La mujer sigue inmóvil, con los brazos cruzados sobre una mesa, mientras el mar se sacude a sus espaldas. La lente se enfoca. Es un atardecer nublado. Llovizna. Hay gotitas en la arena. Pero no, no llovizna. Es un diluvio. Las olas alborotadas se llevan por delante las rocas; el agua que cae del cielo choca y rebota formando burbujas gruesas contra el agua del mar. Y el viento; el viento silba por los recovecos de la casa desierta (¿cómo sé que es una casa?, ¿cómo sé que está desierta?), hace temblar los vidrios del ventanal que se levanta a espaldas de la mujer. La violencia del paisaje contrasta con su paz, con su manera indolente de cruzar los brazos y mantener los ojos cerrados. Esta mujer está ahí, cerca mío, pero yo siento que la extraño, que está lejos, porque puedo verla pero no saber dónde estoy. Tiemblo. Estoy en algún lugar, pero no puedo verme a mí mismo. No entiendo por qué. Por qué no me dieron ojos para poder mirarme a mí mismo. No puedo hacer eso, pero sí, en cambio, escuchar cómo silba el viento y sentir el diluvio en la arena y mirar a la mujer sentada en la mesa.

Entonces, no sé hace cuánto tiempo, ella se levanta. A sus espaldas, no hay mar alguno. Solamente un ventanal. Un vidrio vacío. Opaco.
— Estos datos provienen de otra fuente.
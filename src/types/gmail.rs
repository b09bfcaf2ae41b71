use base64::Engine;
use base64::alphabet;
use base64::engine::{DecodePaddingMode, GeneralPurpose, GeneralPurposeConfig};
use chrono::{DateTime, Utc};
use serde::{Deserialize, Serialize};

/// Gmail sends base64url, sometimes padded, sometimes not.
const GMAIL_B64: GeneralPurpose = GeneralPurpose::new(
    &alphabet::URL_SAFE,
    GeneralPurposeConfig::new()
        .with_encode_padding(false)
        .with_decode_padding_mode(DecodePaddingMode::Indifferent),
);

pub fn decode_gmail_b64(data: &str) -> Option<Vec<u8>> {
    GMAIL_B64.decode(data.trim()).ok()
}

pub fn encode_gmail_b64(data: &[u8]) -> String {
    GMAIL_B64.encode(data)
}

// ---- wire types (users.messages / labels / drafts) ----

#[derive(Debug, Clone, Default, Deserialize)]
#[serde(rename_all = "camelCase")]
pub struct MessageList {
    #[serde(default)]
    pub messages: Vec<MessageRef>,
    pub next_page_token: Option<String>,
    pub result_size_estimate: Option<u64>,
}

#[derive(Debug, Clone, Deserialize, Serialize)]
#[serde(rename_all = "camelCase")]
pub struct MessageRef {
    pub id: String,
    pub thread_id: Option<String>,
}

#[derive(Debug, Clone, Default, Deserialize)]
#[serde(rename_all = "camelCase")]
pub struct GmailMessage {
    pub id: String,
    #[serde(default)]
    pub thread_id: String,
    #[serde(default)]
    pub label_ids: Vec<String>,
    #[serde(default)]
    pub snippet: String,
    pub internal_date: Option<String>,
    pub payload: Option<MessagePart>,
}

#[derive(Debug, Clone, Default, Deserialize)]
#[serde(rename_all = "camelCase")]
pub struct MessagePart {
    pub mime_type: Option<String>,
    pub filename: Option<String>,
    #[serde(default)]
    pub headers: Vec<Header>,
    pub body: Option<PartBody>,
    #[serde(default)]
    pub parts: Vec<MessagePart>,
}

#[derive(Debug, Clone, Deserialize)]
pub struct Header {
    pub name: String,
    pub value: String,
}

#[derive(Debug, Clone, Default, Deserialize)]
#[serde(rename_all = "camelCase")]
pub struct PartBody {
    pub attachment_id: Option<String>,
    #[serde(default)]
    pub size: u64,
    pub data: Option<String>,
}

#[derive(Debug, Clone, Deserialize)]
pub struct AttachmentBody {
    pub data: Option<String>,
}

#[derive(Debug, Clone, PartialEq, Deserialize, Serialize)]
#[serde(rename_all = "camelCase")]
pub struct GmailLabel {
    pub id: String,
    pub name: String,
    #[serde(rename = "type", default)]
    pub label_type: Option<String>,
    #[serde(skip_serializing_if = "Option::is_none")]
    pub message_list_visibility: Option<String>,
    #[serde(skip_serializing_if = "Option::is_none")]
    pub label_list_visibility: Option<String>,
}

#[derive(Debug, Clone, Default, Deserialize)]
pub struct LabelList {
    #[serde(default)]
    pub labels: Vec<GmailLabel>,
}

#[derive(Debug, Clone, Deserialize)]
pub struct Draft {
    pub id: String,
    pub message: Option<GmailMessage>,
}

#[derive(Debug, Clone, Default, Deserialize)]
#[serde(rename_all = "camelCase")]
pub struct DraftList {
    #[serde(default)]
    pub drafts: Vec<DraftRef>,
    pub next_page_token: Option<String>,
}

#[derive(Debug, Clone, Deserialize)]
pub struct DraftRef {
    pub id: String,
    pub message: Option<MessageRef>,
}

// ---- request bodies accepted from the CRM ----

#[derive(Debug, Clone, Default, Deserialize)]
#[serde(rename_all = "camelCase")]
pub struct ListMessagesQuery {
    pub max_results: Option<u32>,
    pub page_token: Option<String>,
    pub q: Option<String>,
    /// Comma separated.
    pub label_ids: Option<String>,
}

#[derive(Debug, Clone, Deserialize)]
#[serde(rename_all = "camelCase")]
pub struct OutgoingAttachment {
    pub filename: String,
    #[serde(default = "default_attachment_mime")]
    pub mime_type: String,
    /// Standard base64 of the file bytes.
    pub content_base64: String,
}

fn default_attachment_mime() -> String {
    "application/octet-stream".to_string()
}

#[derive(Debug, Clone, Deserialize)]
#[serde(rename_all = "camelCase")]
pub struct SendEmailRequest {
    pub to: String,
    #[serde(default)]
    pub subject: String,
    #[serde(default)]
    pub body: String,
    #[serde(default)]
    pub is_html: bool,
    pub cc: Option<String>,
    pub bcc: Option<String>,
    pub from_name: Option<String>,
    #[serde(default)]
    pub attachments: Vec<OutgoingAttachment>,
}

#[derive(Debug, Clone, Deserialize)]
pub struct ReadRequest {
    #[serde(default = "yes")]
    pub read: bool,
}

#[derive(Debug, Clone, Deserialize)]
pub struct StarRequest {
    #[serde(default = "yes")]
    pub starred: bool,
}

fn yes() -> bool {
    true
}

#[derive(Debug, Clone, Default, Deserialize)]
#[serde(rename_all = "camelCase")]
pub struct ModifyLabelsRequest {
    #[serde(default)]
    pub add_label_ids: Vec<String>,
    #[serde(default)]
    pub remove_label_ids: Vec<String>,
}

#[derive(Debug, Clone, Deserialize)]
pub struct LabelNameRequest {
    pub name: String,
}

// ---- shapes returned to the CRM ----

#[derive(Debug, Clone, PartialEq, Serialize)]
#[serde(rename_all = "camelCase")]
pub struct AttachmentMeta {
    pub attachment_id: String,
    pub filename: String,
    pub mime_type: String,
    pub size: u64,
}

#[derive(Debug, Clone, PartialEq, Serialize)]
#[serde(rename_all = "camelCase")]
pub struct FormattedMessage {
    pub id: String,
    pub thread_id: String,
    pub subject: String,
    pub from: String,
    pub to: String,
    pub date: String,
    pub snippet: String,
    pub labels: Vec<String>,
    pub is_read: bool,
    pub is_starred: bool,
    pub has_attachments: bool,
    pub attachments: Vec<AttachmentMeta>,
    pub html_body: String,
    pub text_body: String,
}

#[derive(Debug, Clone, Serialize)]
#[serde(rename_all = "camelCase")]
pub struct MessagePage {
    pub messages: Vec<FormattedMessage>,
    pub next_page_token: Option<String>,
    pub result_size_estimate: Option<u64>,
}

#[derive(Debug, Clone, Serialize)]
#[serde(rename_all = "camelCase")]
pub struct FormattedDraft {
    pub draft_id: String,
    pub message_id: String,
    pub subject: String,
    pub to: String,
    pub body: String,
    pub date: Option<DateTime<Utc>>,
}

#[derive(Debug, Clone, Serialize)]
#[serde(rename_all = "camelCase")]
pub struct SentMessage {
    pub message_id: String,
    pub thread_id: Option<String>,
}

/// Attachment bytes plus what the message says about them.
#[derive(Debug, Clone)]
pub struct AttachmentContent {
    pub filename: String,
    pub mime_type: String,
    pub data: Vec<u8>,
}

impl MessagePart {
    pub fn header(&self, name: &str) -> Option<&str> {
        self.headers
            .iter()
            .find(|h| h.name.eq_ignore_ascii_case(name))
            .map(|h| h.value.as_str())
    }

    fn is(&self, mime: &str) -> bool {
        self.mime_type
            .as_deref()
            .is_some_and(|m| m.eq_ignore_ascii_case(mime))
    }

    fn decoded_body(&self) -> Option<String> {
        let data = self.body.as_ref()?.data.as_deref()?;
        decode_gmail_b64(data).map(|bytes| String::from_utf8_lossy(&bytes).into_owned())
    }

    /// First body of `mime` found depth-first.
    pub fn find_body(&self, mime: &str) -> Option<String> {
        if self.is(mime)
            && self.filename.as_deref().unwrap_or_default().is_empty()
            && let Some(body) = self.decoded_body()
        {
            return Some(body);
        }
        self.parts.iter().find_map(|p| p.find_body(mime))
    }

    pub fn attachments(&self) -> Vec<AttachmentMeta> {
        let mut out = Vec::new();
        self.collect_attachments(&mut out);
        out
    }

    fn collect_attachments(&self, out: &mut Vec<AttachmentMeta>) {
        if let (Some(filename), Some(body)) = (self.filename.as_deref(), self.body.as_ref())
            && !filename.is_empty()
            && let Some(id) = body.attachment_id.as_deref()
        {
            out.push(AttachmentMeta {
                attachment_id: id.to_string(),
                filename: filename.to_string(),
                mime_type: self
                    .mime_type
                    .clone()
                    .unwrap_or_else(default_attachment_mime),
                size: body.size,
            });
        }
        for part in &self.parts {
            part.collect_attachments(out);
        }
    }

    /// The part carrying `attachment_id`, searched depth-first.
    pub fn find_attachment(&self, attachment_id: &str) -> Option<&MessagePart> {
        let here = self
            .body
            .as_ref()
            .and_then(|b| b.attachment_id.as_deref())
            == Some(attachment_id);
        if here {
            return Some(self);
        }
        self.parts.iter().find_map(|p| p.find_attachment(attachment_id))
    }
}

impl From<GmailMessage> for FormattedMessage {
    fn from(msg: GmailMessage) -> Self {
        let payload = msg.payload.unwrap_or_default();
        let header = |name: &str| payload.header(name).unwrap_or_default().to_string();
        let attachments = payload.attachments();
        let html_body = payload.find_body("text/html").unwrap_or_default();
        let text_body = payload.find_body("text/plain").unwrap_or_default();
        FormattedMessage {
            subject: header("Subject"),
            from: header("From"),
            to: header("To"),
            date: header("Date"),
            is_read: !msg.label_ids.iter().any(|l| l == "UNREAD"),
            is_starred: msg.label_ids.iter().any(|l| l == "STARRED"),
            has_attachments: !attachments.is_empty(),
            attachments,
            html_body,
            text_body,
            id: msg.id,
            thread_id: msg.thread_id,
            snippet: msg.snippet,
            labels: msg.label_ids,
        }
    }
}

impl FormattedDraft {
    pub fn from_draft(draft_id: String, msg: GmailMessage) -> Self {
        let payload = msg.payload.unwrap_or_default();
        let body = payload
            .find_body("text/plain")
            .or_else(|| payload.find_body("text/html"))
            .unwrap_or_default();
        FormattedDraft {
            draft_id,
            message_id: msg.id,
            subject: payload.header("Subject").unwrap_or_default().to_string(),
            to: payload.header("To").unwrap_or_default().to_string(),
            body,
            date: msg
                .internal_date
                .as_deref()
                .and_then(|ms| ms.parse::<i64>().ok())
                .and_then(DateTime::<Utc>::from_timestamp_millis),
        }
    }
}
Quizás hace horas que la mujer está levantada. Quizás hace horas que tiene los ojos abiertos. Pero yo sigo sin saber de qué color son sus ojos. La mujer avanza. Mejor dicho, se desliza; no parece caminar. Flota, se suspende, ya no está en la habitación. Ya no está en la escena. No está físicamente, quiero decir, porque todavía puedo percibir su presencia. Es su voz. Puedo escucharla. No puedo verla, pero puedo escuchar su voz. Una voz honda, secreta, como si viniera desde el fondo de un pozo. Tan honda es esa voz que dudo, empiezo a creer que son sus pensamientos. Me hablan, pero yo no los entiendo. No los descifro; son claros, es mi idioma; pero no puedo interpretarlos. Le digo desde donde estoy: No te entiendo. Me hablás y te escucho, pero no puedo entenderte. Entonces algo se rompe. Algo, entre nosotros, se parte. La mujer ya no me habla y yo tampoco puedo verla.
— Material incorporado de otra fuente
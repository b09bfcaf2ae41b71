use crate::google_oauth::credentials::StoredCredential;
use crate::google_oauth::scopes::GoogleModule;
use chrono::{DateTime, Utc};
use serde::{Deserialize, Serialize};

/// Row of `google_tokens`.
#[derive(Debug, Clone, Serialize, Deserialize, PartialEq)]
pub struct DbGoogleToken {
    pub organization_id: String,
    pub access_token: String,
    pub refresh_token: Option<String>,
    pub token_type: String,
    pub expires_at: Option<DateTime<Utc>>,
    pub scope: Option<String>,
    pub google_email: Option<String>,
    pub connected_by: Option<String>,
    pub refresh_count: i64,
    pub last_refresh_at: Option<DateTime<Utc>>,
    pub created_at: DateTime<Utc>,
    pub updated_at: DateTime<Utc>,
}

impl From<DbGoogleToken> for StoredCredential {
    fn from(d: DbGoogleToken) -> Self {
        StoredCredential {
            organization_id: d.organization_id,
            access_token: d.access_token,
            refresh_token: d.refresh_token,
            token_type: d.token_type,
            expires_at: d.expires_at,
            scope: d.scope,
            refresh_count: d.refresh_count,
            last_refresh_at: d.last_refresh_at,
        }
    }
}

/// Row of `google_workspace_configs`.
#[derive(Debug, Clone, Serialize, Deserialize, PartialEq)]
pub struct DbWorkspaceConfig {
    pub organization_id: String,
    pub domain: Option<String>,
    pub admin_email: Option<String>,
    pub client_id: Option<String>,
    pub client_secret: Option<String>,
    pub enabled: bool,
    pub gmail_enabled: bool,
    pub calendar_enabled: bool,
    pub drive_enabled: bool,
    pub docs_enabled: bool,
    pub sheets_enabled: bool,
    pub meet_enabled: bool,
    pub voice_enabled: bool,
    pub created_at: DateTime<Utc>,
    pub updated_at: DateTime<Utc>,
}

impl DbWorkspaceConfig {
    /// Admin identity and OAuth client are all present and non-empty.
    pub fn is_configured(&self) -> bool {
        [
            &self.domain,
            &self.admin_email,
            &self.client_id,
            &self.client_secret,
        ]
        .iter()
        .all(|v| v.as_deref().is_some_and(|s| !s.trim().is_empty()))
    }

    pub fn module_enabled(&self, module: GoogleModule) -> bool {
        match module {
            GoogleModule::Gmail => self.gmail_enabled,
            GoogleModule::Calendar => self.calendar_enabled,
            GoogleModule::Drive => self.drive_enabled,
            GoogleModule::Docs => self.docs_enabled,
            GoogleModule::Sheets => self.sheets_enabled,
            GoogleModule::Meet => self.meet_enabled,
            GoogleModule::Voice => self.voice_enabled,
        }
    }
}

/// Admin-supplied fields for creating or updating a Workspace config.
/// A `None` client secret keeps the stored one.
#[derive(Debug, Clone, Serialize, Deserialize, PartialEq)]
#[serde(rename_all = "camelCase")]
pub struct WorkspaceConfigInput {
    pub domain: String,
    pub admin_email: String,
    pub client_id: String,
    #[serde(default)]
    pub client_secret: Option<String>,
}
use crate::middleware::{OrganizationScope, RequireKeyAuth};
use crate::service::CalendarService;
use crate::types::calendar::{CalendarEvent, EventInput, EventPage, ListEventsQuery};
use crate::{NexusError, router::NexusState};

use axum::{
    Json,
    extract::{Path, Query, State},
};
use serde::Deserialize;
use serde_json::{Value, json};

#[derive(Debug, Default, Deserialize)]
#[serde(rename_all = "camelCase")]
pub struct CalendarSelector {
    pub calendar_id: Option<String>,
}

async fn calendar(
    state: &NexusState,
    organization: &OrganizationScope,
) -> Result<CalendarService, NexusError> {
    CalendarService::create(&state.manager, organization.as_str())
        .await?
        .ok_or(NexusError::NotConnected)
}

/// GET /api/calendar/events
pub async fn list_events(
    State(state): State<NexusState>,
    _auth: RequireKeyAuth,
    organization: OrganizationScope,
    Query(query): Query<ListEventsQuery>,
) -> Result<Json<EventPage>, NexusError> {
    let service = calendar(&state, &organization).await?;
    Ok(Json(service.list_events(&query).await?))
}

/// POST /api/calendar/events
pub async fn create_event(
    State(state): State<NexusState>,
    _auth: RequireKeyAuth,
    organization: OrganizationScope,
    Json(input): Json<EventInput>,
) -> Result<Json<CalendarEvent>, NexusError> {
    let service = calendar(&state, &organization).await?;
    Ok(Json(service.create_event(input).await?))
}

/// PUT /api/calendar/events/{id}
pub async fn update_event(
    State(state): State<NexusState>,
    _auth: RequireKeyAuth,
    organization: OrganizationScope,
    Path(id): Path<String>,
    Json(input): Json<EventInput>,
) -> Result<Json<CalendarEvent>, NexusError> {
    let service = calendar(&state, &organization).await?;
    Ok(Json(service.update_event(&id, input).await?))
}

/// DELETE /api/calendar/events/{id}?calendarId=
pub async fn delete_event(
    State(state): State<NexusState>,
    _auth: RequireKeyAuth,
    organization: OrganizationScope,
    Path(id): Path<String>,
    Query(selector): Query<CalendarSelector>,
) -> Result<Json<Value>, NexusError> {
    calendar(&state, &organization)
        .await?
        .delete_event(selector.calendar_id.as_deref(), &id)
        .await?;
    Ok(Json(json!({ "success": true })))
}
Cuando escucho un ruido abro los ojos. Me doy vuelta en la cama, la mujer ahora está en mi habitación. Deja mis zapatillas a un lado del pilón de libros y se saca el pantalón de joggins. La miro con los ojos entrecerrados; me siento con un cansancio inmenso, creo que podría dormir durante años. Ella se acuesta y apaga la lámpara de la mesita. Vuelvo a cerrar los ojos. Tengo un cansancio inmenso, sí, pero todavía puedo pensar. Un hilo de lucidez me arrastra todavía a través de mi ensueño, y entonces entiendo que Marina nunca volvió. De repente sé que Marina nunca volvió a este cuarto. Puedo intuirlo desde mi cansancio, desde mi modorra infinita; es una extraña la que ahora termina de acostarse conmigo. Estamos de nuevo en la oscuridad y yo pienso un instante en Marina, antes de quedarme dormido, como si fuera ella la que se aprieta contra mi cuerpo en la cama.  









2 comentarios:

Dionisia dijo...

Genial. Mi solipsismo me impide decir más.

Un desvarío por jueves dijo...

¿Además de dionisíaca sos solipsista? Qué sincretismo el suyo (viste cómo uso todas palabras de filo). Gracias por comentar, genia. Lindo lo que está saliendo en su blog.